Furthermore, in addition to doping the amorphous silicon thin film with oxygen, etc. using the ion implantation method as described above, the same effect can also be obtained by doping the substrate surface with oxygen, etc. using the ion implantation method. . In other words, even if an attempt is made to form a polycrystalline silicon thin film by depositing and annealing an amorphous silicon thin film after ion implantation in this way, impurities such as oxygen, which are present in high concentrations in the substrate near the interface, will be deposited during annealing. Since the impurity concentration is diffused near the interface of the amorphous silicon thin film, the growth rate of many crystal nuclei generated near the interface is sufficiently suppressed, and the growth of crystal nuclei within the film is not hindered. It's for a reason.

Even when such a method of implanting ions into the substrate surface is used, oxygen, nitrogen, or a rare gas can be used as in the embodiments described above.

In the above-described example, impurities such as oxygen are directly added to the substrate or silicon thin film near the interface, but it is also possible to use a substrate that contains impurities such as oxygen at a high concentration in advance. When silicon ions are implanted at the interface after a silicon thin film is deposited on the substrate using such an insulating substrate, the area near the interface becomes amorphous because it contains impurities such as oxygen at a high concentration, and large numbers of silicon ions are generated near the interface. The growth of crystal nuclei can be sufficiently suppressed. Therefore, a polycrystalline silicon thin film having large grain size crystals suitable for the present invention can be formed.

[Effects of the Invention] As described above, the thin film transistor of the present invention achieves a thin film transistor of the present invention by setting the concentration of oxygen, nitrogen, or a rare gas element near the interface with the polycrystalline silicon thin film of the substrate to 1×102°Cl11−3 or more. , a sufficiently large crystal can be obtained,
Driving at a high operating frequency becomes possible. Therefore, the thin film transistor of the present invention is particularly suitable for use in facsimiles or liquid crystal display drive circuits that require high-speed drive.

Furthermore, by using the thin film transistor manufacturing method of the present invention, a high performance thin film transistor that can operate at a high operating frequency can adjust the concentration of oxygen, nitrogen, or rare gas near the interface with the substrate within a predetermined range.
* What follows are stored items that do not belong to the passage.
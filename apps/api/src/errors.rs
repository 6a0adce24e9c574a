use axum::{
    extract::{
        multipart::{MultipartError, MultipartRejection},
        rejection::{FormRejection, JsonRejection},
    },
    http::StatusCode,
    response::{IntoResponse, Response},
    Json,
};
use serde_json::json;
use thiserror::Error;

use crate::blob::BlobError;
use crate::catalog::CatalogError;

/// Application-level error type.
/// Implements `IntoResponse` so Axum handlers can return `Result<T, AppError>`.
#[derive(Debug, Error)]
pub enum AppError {
    #[error("No file uploaded")]
    MissingAttachment,

    #[error("Not found: {0}")]
    NotFound(String),

    #[error("Malformed multipart body: {0}")]
    Multipart(#[from] MultipartError),

    /// The request body could not be extracted at all (wrong content type, bad JSON, ...).
    #[error("Rejected request body: {message}")]
    Rejected { status: StatusCode, message: String },

    #[error("Catalog error: {0}")]
    Catalog(#[from] CatalogError),

    #[error("Blob store error: {0}")]
    Blob(#[from] BlobError),

    #[error("Internal server error: {0}")]
    Internal(#[from] anyhow::Error),
}

impl IntoResponse for AppError {
    fn into_response(self) -> Response {
        let (status, code, message) = match &self {
            AppError::MissingAttachment => (
                StatusCode::BAD_REQUEST,
                "MISSING_ATTACHMENT",
                "No file uploaded".to_string(),
            ),
            AppError::NotFound(msg) => (StatusCode::NOT_FOUND, "NOT_FOUND", msg.clone()),
            AppError::Multipart(e) => {
                tracing::warn!("Rejected multipart body: {e}");
                (e.status(), "INVALID_MULTIPART", e.body_text())
            }
            AppError::Rejected { status, message } => {
                tracing::warn!("Rejected request body: {message}");
                (*status, "INVALID_BODY", message.clone())
            }
            AppError::Catalog(e) => {
                tracing::error!("Catalog error: {e}");
                (
                    StatusCode::INTERNAL_SERVER_ERROR,
                    "STORE_FAILURE",
                    "A database error occurred".to_string(),
                )
            }
            AppError::Blob(e) => {
                tracing::error!("Blob store error: {e}");
                (
                    StatusCode::INTERNAL_SERVER_ERROR,
                    "STORE_FAILURE",
                    "A storage error occurred".to_string(),
                )
            }
            AppError::Internal(e) => {
                tracing::error!("Internal error: {e:?}");
                (
                    StatusCode::INTERNAL_SERVER_ERROR,
                    "INTERNAL_ERROR",
                    "An internal server error occurred".to_string(),
                )
            }
        };

        // `message` mirrors `error` for clients written against the older API.
        let body = Json(json!({
            "error": message,
            "message": message,
            "code": code,
        }));

        (status, body).into_response()
    }
}

impl From<MultipartRejection> for AppError {
    fn from(rejection: MultipartRejection) -> Self {
        AppError::Rejected {
            status: rejection.status(),
            message: rejection.body_text(),
        }
    }
}

impl From<JsonRejection> for AppError {
    fn from(rejection: JsonRejection) -> Self {
        AppError::Rejected {
            status: rejection.status(),
            message: rejection.body_text(),
        }
    }
}

impl From<FormRejection> for AppError {
    fn from(rejection: FormRejection) -> Self {
        AppError::Rejected {
            status: rejection.status(),
            message: rejection.body_text(),
        }
    }
}
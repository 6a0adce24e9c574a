//! Blob Store — durable storage for uploaded attachments, addressed by a
//! server-generated key.
//!
//! `AppState` reaches the active backend through `Arc<dyn BlobStore>`, chosen at
//! startup from `BLOB_BACKEND`.

pub mod keys;
pub mod local;
pub mod s3;

use async_trait::async_trait;
use bytes::Bytes;
use thiserror::Error;

pub use keys::{content_type_for, generate_storage_key, public_path, serves_inline, validate_key};
pub use local::LocalBlobStore;
pub use s3::S3BlobStore;

#[derive(Debug, Error)]
pub enum BlobError {
    #[error("Blob '{0}' does not exist")]
    NotFound(String),

    #[error("Invalid blob key '{0}'")]
    InvalidKey(String),

    #[error("I/O error: {0}")]
    Io(#[from] std::io::Error),

    #[error("S3 error: {0}")]
    S3(String),
}

/// Bytes read back from the store, with the content type to serve them under.
#[derive(Debug, Clone)]
pub struct StoredBlob {
    pub bytes: Bytes,
    pub content_type: String,
}

#[async_trait]
pub trait BlobStore: Send + Sync {
    /// Short backend name for logs.
    fn backend(&self) -> &'static str;

    /// Stores `bytes` under `key`. The served content type always follows the key's
    /// extension, never what the client claimed.
    async fn put(&self, key: &str, bytes: Bytes) -> Result<(), BlobError>;

    async fn get(&self, key: &str) -> Result<StoredBlob, BlobError>;

    /// Removes a blob. Returns `BlobError::NotFound` if there was nothing to remove.
    async fn delete(&self, key: &str) -> Result<(), BlobError>;
}
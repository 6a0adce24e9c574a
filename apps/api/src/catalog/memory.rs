use std::sync::atomic::{AtomicBool, Ordering};

use async_trait::async_trait;
use chrono::Utc;
use tokio::sync::RwLock;
use uuid::Uuid;

use crate::catalog::{Catalog, CatalogError, ResumeSwap};
use crate::models::{NewProject, NewResume, ProjectRecord, ResumeRecord};

#[derive(Default)]
struct Tables {
    next_project_id: i64,
    projects: Vec<ProjectRecord>,
    resumes: Vec<ResumeRecord>,
}

/// In-process catalog with the same contract as `PgCatalog`.
#[derive(Default)]
pub struct MemoryCatalog {
    tables: RwLock<Tables>,
    fail_writes: AtomicBool,
}

impl MemoryCatalog {
    pub fn new() -> Self {
        Self::default()
    }

    /// Makes every subsequent write fail as if the database were gone.
    pub fn fail_writes(&self, fail: bool) {
        self.fail_writes.store(fail, Ordering::SeqCst);
    }

    /// Inserts a résumé row directly, bypassing the singleton swap.
    pub async fn push_resume_row(&self, record: ResumeRecord) {
        self.tables.write().await.resumes.push(record);
    }

    fn check_writable(&self) -> Result<(), CatalogError> {
        if self.fail_writes.load(Ordering::SeqCst) {
            return Err(CatalogError::Database(sqlx::Error::PoolClosed));
        }
        Ok(())
    }
}

#[async_trait]
impl Catalog for MemoryCatalog {
    async fn insert_project(&self, project: NewProject) -> Result<ProjectRecord, CatalogError> {
        self.check_writable()?;
        let mut tables = self.tables.write().await;
        tables.next_project_id += 1;
        let record = ProjectRecord {
            id: tables.next_project_id,
            title: project.title,
            description: project.description,
            github_link: project.github_link,
            live_link: project.live_link,
            image: project.image,
            created_at: Utc::now(),
        };
        tables.projects.push(record.clone());
        Ok(record)
    }

    async fn list_projects(&self) -> Result<Vec<ProjectRecord>, CatalogError> {
        let tables = self.tables.read().await;
        Ok(tables.projects.iter().rev().cloned().collect())
    }

    async fn replace_resume(&self, resume: NewResume) -> Result<ResumeSwap, CatalogError> {
        self.check_writable()?;
        let mut tables = self.tables.write().await;
        let retired = std::mem::take(&mut tables.resumes);
        let record = ResumeRecord {
            id: Uuid::new_v4(),
            file_name: resume.file_name,
            file_path: resume.file_path,
            storage_key: resume.storage_key,
            uploaded_at: resume.uploaded_at,
        };
        tables.resumes.push(record.clone());
        Ok(ResumeSwap { record, retired })
    }

    async fn latest_resume(&self) -> Result<Option<ResumeRecord>, CatalogError> {
        let tables = self.tables.read().await;
        Ok(tables
            .resumes
            .iter()
            .max_by_key(|r| r.uploaded_at)
            .cloned())
    }

    async fn count_resumes(&self) -> Result<i64, CatalogError> {
        Ok(self.tables.read().await.resumes.len() as i64)
    }
}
It was easy to manufacture.

[Brief explanation of drawings]

FIG. 1 is a process diagram showing a method for manufacturing a thin film transistor according to an embodiment of the present invention, and FIG. 2 is a diagram showing the relationship between average crystal grain size and electron mobility. (1)...Quartz substrate (3)...Doped amorphous silicon thin film (5)...Undoped amorphous silicon thin film (7>...Polycrystalline silicon thin film)

Claims (2)

[Claims] (1) In a thin film transistor having an active layer made of a polycrystalline silicon thin film on a substrate whose surface is at least insulated, at least one of oxygen, nitrogen, or a rare gas element near the interface between the polycrystalline silicon thin film and the substrate. concentration is 1
A thin film transistor characterized in that it is 10^2^0cm^-^3 or more. (2) A method for manufacturing a thin film transistor in which a thin film transistor having an active layer made of a polycrystalline silicon thin film is formed on a substrate with at least an insulated surface, the step of depositing a silicon thin film on the substrate with at least an insulated surface; The method further comprises: increasing the concentration of at least one of oxygen, nitrogen, or a rare gas element near the interface between the silicon thin film and the substrate; and annealing the silicon thin film to form a polycrystalline silicon thin film. Characteristic method for manufacturing thin film transistors.